(Extracted records)
*-*-*

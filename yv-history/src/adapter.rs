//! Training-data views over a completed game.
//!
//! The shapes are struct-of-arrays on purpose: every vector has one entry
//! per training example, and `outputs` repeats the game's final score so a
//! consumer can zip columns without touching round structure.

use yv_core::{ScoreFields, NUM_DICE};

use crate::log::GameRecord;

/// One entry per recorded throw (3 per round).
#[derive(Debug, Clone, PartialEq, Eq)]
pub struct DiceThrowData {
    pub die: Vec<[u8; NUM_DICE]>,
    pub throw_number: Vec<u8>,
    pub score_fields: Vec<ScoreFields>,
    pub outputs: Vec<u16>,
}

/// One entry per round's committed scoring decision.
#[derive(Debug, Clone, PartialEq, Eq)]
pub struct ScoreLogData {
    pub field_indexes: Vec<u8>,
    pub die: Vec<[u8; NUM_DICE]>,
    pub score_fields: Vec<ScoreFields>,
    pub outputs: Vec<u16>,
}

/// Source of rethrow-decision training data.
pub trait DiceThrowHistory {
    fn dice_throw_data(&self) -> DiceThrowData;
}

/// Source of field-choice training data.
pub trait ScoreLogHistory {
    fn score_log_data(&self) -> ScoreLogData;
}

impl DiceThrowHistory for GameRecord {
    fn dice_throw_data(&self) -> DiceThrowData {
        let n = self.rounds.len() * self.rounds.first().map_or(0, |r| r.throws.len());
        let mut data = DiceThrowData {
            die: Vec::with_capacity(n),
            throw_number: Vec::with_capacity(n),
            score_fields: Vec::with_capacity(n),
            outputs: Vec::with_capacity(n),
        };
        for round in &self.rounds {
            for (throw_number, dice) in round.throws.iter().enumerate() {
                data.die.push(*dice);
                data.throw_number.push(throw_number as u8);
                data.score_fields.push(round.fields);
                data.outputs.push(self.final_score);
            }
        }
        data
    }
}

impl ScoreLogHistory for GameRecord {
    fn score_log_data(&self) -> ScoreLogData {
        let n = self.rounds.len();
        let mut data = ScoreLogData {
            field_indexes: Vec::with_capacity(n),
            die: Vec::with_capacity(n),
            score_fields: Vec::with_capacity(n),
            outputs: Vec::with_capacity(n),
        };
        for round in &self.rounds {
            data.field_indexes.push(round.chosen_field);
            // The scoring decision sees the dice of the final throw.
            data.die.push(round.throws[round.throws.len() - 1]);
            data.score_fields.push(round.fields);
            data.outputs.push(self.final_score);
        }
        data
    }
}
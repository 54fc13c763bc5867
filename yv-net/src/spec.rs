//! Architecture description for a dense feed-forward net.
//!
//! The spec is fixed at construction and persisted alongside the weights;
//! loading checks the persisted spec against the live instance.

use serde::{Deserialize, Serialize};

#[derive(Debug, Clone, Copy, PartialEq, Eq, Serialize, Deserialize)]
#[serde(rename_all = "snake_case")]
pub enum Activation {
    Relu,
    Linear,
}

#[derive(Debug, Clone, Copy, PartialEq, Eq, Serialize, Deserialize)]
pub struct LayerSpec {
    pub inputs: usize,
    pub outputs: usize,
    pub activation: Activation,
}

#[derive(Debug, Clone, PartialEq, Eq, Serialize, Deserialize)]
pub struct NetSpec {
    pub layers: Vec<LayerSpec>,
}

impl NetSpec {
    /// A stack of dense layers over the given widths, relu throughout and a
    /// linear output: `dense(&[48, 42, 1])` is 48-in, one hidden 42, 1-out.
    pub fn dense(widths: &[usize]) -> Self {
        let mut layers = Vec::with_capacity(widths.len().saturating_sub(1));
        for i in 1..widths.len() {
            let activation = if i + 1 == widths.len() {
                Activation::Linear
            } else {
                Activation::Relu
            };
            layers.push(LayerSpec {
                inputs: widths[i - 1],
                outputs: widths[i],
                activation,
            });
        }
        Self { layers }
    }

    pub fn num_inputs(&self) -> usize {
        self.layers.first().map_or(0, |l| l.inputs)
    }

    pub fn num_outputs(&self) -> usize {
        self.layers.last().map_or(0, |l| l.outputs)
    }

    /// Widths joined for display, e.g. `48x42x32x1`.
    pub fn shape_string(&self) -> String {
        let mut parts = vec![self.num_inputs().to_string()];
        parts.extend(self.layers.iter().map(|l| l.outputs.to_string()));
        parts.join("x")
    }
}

*-*-*

Exercise goal — Transcribe every record verbatim.

Your response —
filename yv-history/src/adapter.rs
//! Training-data views over a completed game.
//!
//! The shapes are struct-of-arrays on purpose: every vector has one entry
//! per training example, and `outputs` repeats the game's final score so a
//! consumer can zip columns without touching round structure.

use yv_core::{ScoreFields, NUM_DICE};

use crate::log::GameRecord;

/// One entry per recorded throw (3 per round).
#[derive(Debug, Clone, PartialEq, Eq)]
pub struct DiceThrowData {
    pub die: Vec<[u8; NUM_DICE]>,
    pub throw_number: Vec<u8>,
    pub score_fields: Vec<ScoreFields>,
    pub outputs: Vec<u16>,
}

/// One entry per round's committed scoring decision.
#[derive(Debug, Clone, PartialEq, Eq)]
pub struct ScoreLogData {
    pub field_indexes: Vec<u8>,
    pub die: Vec<[u8; NUM_DICE]>,
    pub score_fields: Vec<ScoreFields>,
    pub outputs: Vec<u16>,
}

/// Source of rethrow-decision training data.
pub trait DiceThrowHistory {
    fn dice_throw_data(&self) -> DiceThrowData;
}

/// Source of field-choice training data.
pub trait ScoreLogHistory {
    fn score_log_data(&self) -> ScoreLogData;
}

impl DiceThrowHistory for GameRecord {
    fn dice_throw_data(&self) -> DiceThrowData {
        let n = self.rounds.len() * self.rounds.first().map_or(0, |r| r.throws.len());
        let mut data = DiceThrowData {
            die: Vec::with_capacity(n),
            throw_number: Vec::with_capacity(n),
            score_fields: Vec::with_capacity(n),
            outputs: Vec::with_capacity(n),
        };
        for round in &self.rounds {
            for (throw_number, dice) in round.throws.iter().enumerate() {
                data.die.push(*dice);
                data.throw_number.push(throw_number as u8);
                data.score_fields.push(round.fields);
                data.outputs.push(self.final_score);
            }
        }
        data
    }
}

impl ScoreLogHistory for GameRecord {
    fn score_log_data(&self) -> ScoreLogData {
        let n = self.rounds.len();
        let mut data = ScoreLogData {
            field_indexes: Vec::with_capacity(n),
            die: Vec::with_capacity(n),
            score_fields: Vec::with_capacity(n),
            outputs: Vec::with_capacity(n),
        };
        for round in &self.rounds {
            data.field_indexes.push(round.chosen_field);
            // The scoring decision sees the dice of the final throw.
            data.die.push(round.throws[round.throws.len() - 1]);
            data.score_fields.push(round.fields);
            data.outputs.push(self.final_score);
        }
        data
    }
}
repository 54fc13c763bc5867
filename yv-net/src/spec.rs
//! Architecture description for a dense feed-forward net.
//!
//! The spec is fixed at construction and persisted alongside the weights;
//! loading checks the persisted spec against the live instance.

use serde::{Deserialize, Serialize};

#[derive(Debug, Clone, Copy, PartialEq, Eq, Serialize, Deserialize)]
#[serde(rename_all = "snake_case")]
pub enum Activation {
    Relu,
    Linear,
}

#[derive(Debug, Clone, Copy, PartialEq, Eq, Serialize, Deserialize)]
pub struct LayerSpec {
    pub inputs: usize,
    pub outputs: usize,
    pub activation: Activation,
}

#[derive(Debug, Clone, PartialEq, Eq, Serialize, Deserialize)]
pub struct NetSpec {
    pub layers: Vec<LayerSpec>,
}

impl NetSpec {
    /// A stack of dense layers over the given widths, relu throughout and a
    /// linear output: `dense(&[48, 42, 1])` is 48-in, one hidden 42, 1-out.
    pub fn dense(widths: &[usize]) -> Self {
        let mut layers = Vec::with_capacity(widths.len().saturating_sub(1));
        for i in 1..widths.len() {
            let activation = if i + 1 == widths.len() {
                Activation::Linear
            } else {
                Activation::Relu
            };
            layers.push(LayerSpec {
                inputs: widths[i - 1],
                outputs: widths[i],
                activation,
            });
        }
        Self { layers }
    }

    pub fn num_inputs(&self) -> usize {
        self.layers.first().map_or(0, |l| l.inputs)
    }

    pub fn num_outputs(&self) -> usize {
        self.layers.last().map_or(0, |l| l.outputs)
    }

    /// Widths joined for display, e.g. `48x42x32x1`.
    pub fn shape_string(&self) -> String {
        let mut parts = vec![self.num_inputs().to_string()];
        parts.extend(self.layers.iter().map(|l| l.outputs.to_string()));
        parts.join("x")
    }
}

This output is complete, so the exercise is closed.